BEGIN Stored data
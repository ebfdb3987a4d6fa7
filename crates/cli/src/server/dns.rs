use socket2::{Domain, Protocol, Socket, Type};
use std::net::SocketAddr;
use tld_dns_infrastructure::dns::DnsServerHandler;
use tokio::net::UdpSocket;
use tracing::{debug, error, info, warn};

/// Serves until Ctrl-C. Datagrams are handled strictly one at a time.
pub async fn start_dns_server(
    socket_addr: SocketAddr,
    recv_buffer_size: usize,
    handler: DnsServerHandler,
) -> anyhow::Result<()> {
    let socket = create_udp_socket(socket_addr)?;

    info!(bind_address = %socket_addr, "Domain Name Server started");

    tokio::select! {
        _ = run_udp_loop(&socket, recv_buffer_size, &handler) => {}
        result = tokio::signal::ctrl_c() => {
            result?;
            info!("Shutdown signal received");
        }
    }

    Ok(())
}

async fn run_udp_loop(socket: &UdpSocket, recv_buffer_size: usize, handler: &DnsServerHandler) {
    let mut recv_buf = vec![0u8; recv_buffer_size];

    loop {
        let (n, from) = match socket.recv_from(&mut recv_buf).await {
            Ok(received) => received,
            Err(e) => {
                error!(error = %e, "UDP recv error");
                continue;
            }
        };

        debug!(client = %from, len = n, "Received query");

        match handler.handle_datagram(&recv_buf[..n], from) {
            Ok(Some(response)) => {
                if let Err(e) = socket.send_to(&response, from).await {
                    warn!(client = %from, error = %e, "Failed to send response");
                }
            }
            Ok(None) => {}
            Err(e) => {
                warn!(client = %from, error = %e, "Dropping unreadable datagram");
            }
        }
    }
}

fn create_udp_socket(socket_addr: SocketAddr) -> anyhow::Result<UdpSocket> {
    let domain = if socket_addr.is_ipv4() {
        Domain::IPV4
    } else {
        Domain::IPV6
    };

    let socket = Socket::new(domain, Type::DGRAM, Some(Protocol::UDP))?;
    if socket_addr.is_ipv6() {
        socket.set_only_v6(false)?;
    }
    socket.set_reuse_address(true)?;
    #[cfg(unix)]
    socket.set_reuse_port(true)?;
    socket.bind(&socket_addr.into())?;
    socket.set_nonblocking(true)?;

    let std_socket: std::net::UdpSocket = socket.into();
    Ok(UdpSocket::from_std(std_socket)?)
}
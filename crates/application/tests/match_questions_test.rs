mod helpers;

use helpers::host_tld_question;
use std::net::Ipv4Addr;
use std::sync::Arc;
use tld_dns_application::use_cases::MatchQuestionsUseCase;
use tld_dns_domain::{Question, QuestionName, RecordType, TldMatchPolicy, Zone, ZoneEntry};

fn zone() -> Arc<Zone> {
    Arc::new(Zone::new(
        "com",
        vec![
            ZoneEntry::new("example", Ipv4Addr::new(93, 184, 216, 34)),
            ZoneEntry::new("mail", Ipv4Addr::new(10, 0, 0, 25)),
            ZoneEntry::new("example", Ipv4Addr::new(93, 184, 216, 35)),
        ],
    ))
}

fn exact() -> MatchQuestionsUseCase {
    MatchQuestionsUseCase::new(zone(), TldMatchPolicy::Exact)
}

#[test]
fn test_single_match_keeps_question_offset() {
    let results = exact().execute(&[host_tld_question(12, "mail", "com")]);

    assert_eq!(results.len(), 1);
    assert_eq!(results[0].question_offset, 12);
    assert_eq!(results[0].entries.len(), 1);
    assert_eq!(results[0].entries[0].address, Ipv4Addr::new(10, 0, 0, 25));
}

#[test]
fn test_duplicate_hosts_all_match_latest_first() {
    let results = exact().execute(&[host_tld_question(12, "example", "com")]);

    let addresses: Vec<Ipv4Addr> = results[0].entries.iter().map(|e| e.address).collect();
    assert_eq!(
        addresses,
        vec![
            Ipv4Addr::new(93, 184, 216, 35),
            Ipv4Addr::new(93, 184, 216, 34)
        ]
    );
}

#[test]
fn test_tld_mismatch_yields_empty_result() {
    let results = exact().execute(&[host_tld_question(12, "example", "org")]);

    assert_eq!(results.len(), 1);
    assert!(results[0].entries.is_empty());
}

#[test]
fn test_tld_case_policy() {
    let question = host_tld_question(12, "example", "COM");

    assert!(exact().execute(&[question.clone()])[0].entries.is_empty());

    let folding = MatchQuestionsUseCase::new(zone(), TldMatchPolicy::IgnoreAsciiCase);
    assert_eq!(folding.execute(&[question])[0].entries.len(), 2);
}

#[test]
fn test_unknown_host_yields_empty_result() {
    let results = exact().execute(&[host_tld_question(12, "nothere", "com")]);
    assert!(results[0].entries.is_empty());
}

#[test]
fn test_root_and_unsupported_names_never_match() {
    let root = Question {
        offset: 12,
        name: QuestionName::Root,
        qtype: RecordType::A,
        qclass: 1,
    };
    let deep = Question {
        offset: 17,
        name: QuestionName::Unsupported { label_count: 3 },
        qtype: RecordType::A,
        qclass: 1,
    };

    let results = exact().execute(&[root, deep]);

    assert_eq!(results.len(), 2);
    assert!(results.iter().all(|r| r.entries.is_empty()));
    assert_eq!(results[1].question_offset, 17);
}

#[test]
fn test_non_address_query_types_not_answered() {
    let mut question = host_tld_question(12, "example", "com");
    question.qtype = RecordType::AAAA;

    assert!(exact().execute(&[question])[0].entries.is_empty());
}

#[test]
fn test_results_follow_question_order() {
    let results = exact().execute(&[
        host_tld_question(12, "mail", "com"),
        host_tld_question(26, "example", "org"),
        host_tld_question(42, "example", "com"),
    ]);

    let offsets: Vec<usize> = results.iter().map(|r| r.question_offset).collect();
    assert_eq!(offsets, vec![12, 26, 42]);
    assert_eq!(results[0].entries.len(), 1);
    assert!(results[1].entries.is_empty());
    assert_eq!(results[2].entries.len(), 2);
}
END Stored data
* [Work to be completed] Say how many lines in the data hold the string "iter", and write nothing else.

* [Result] 3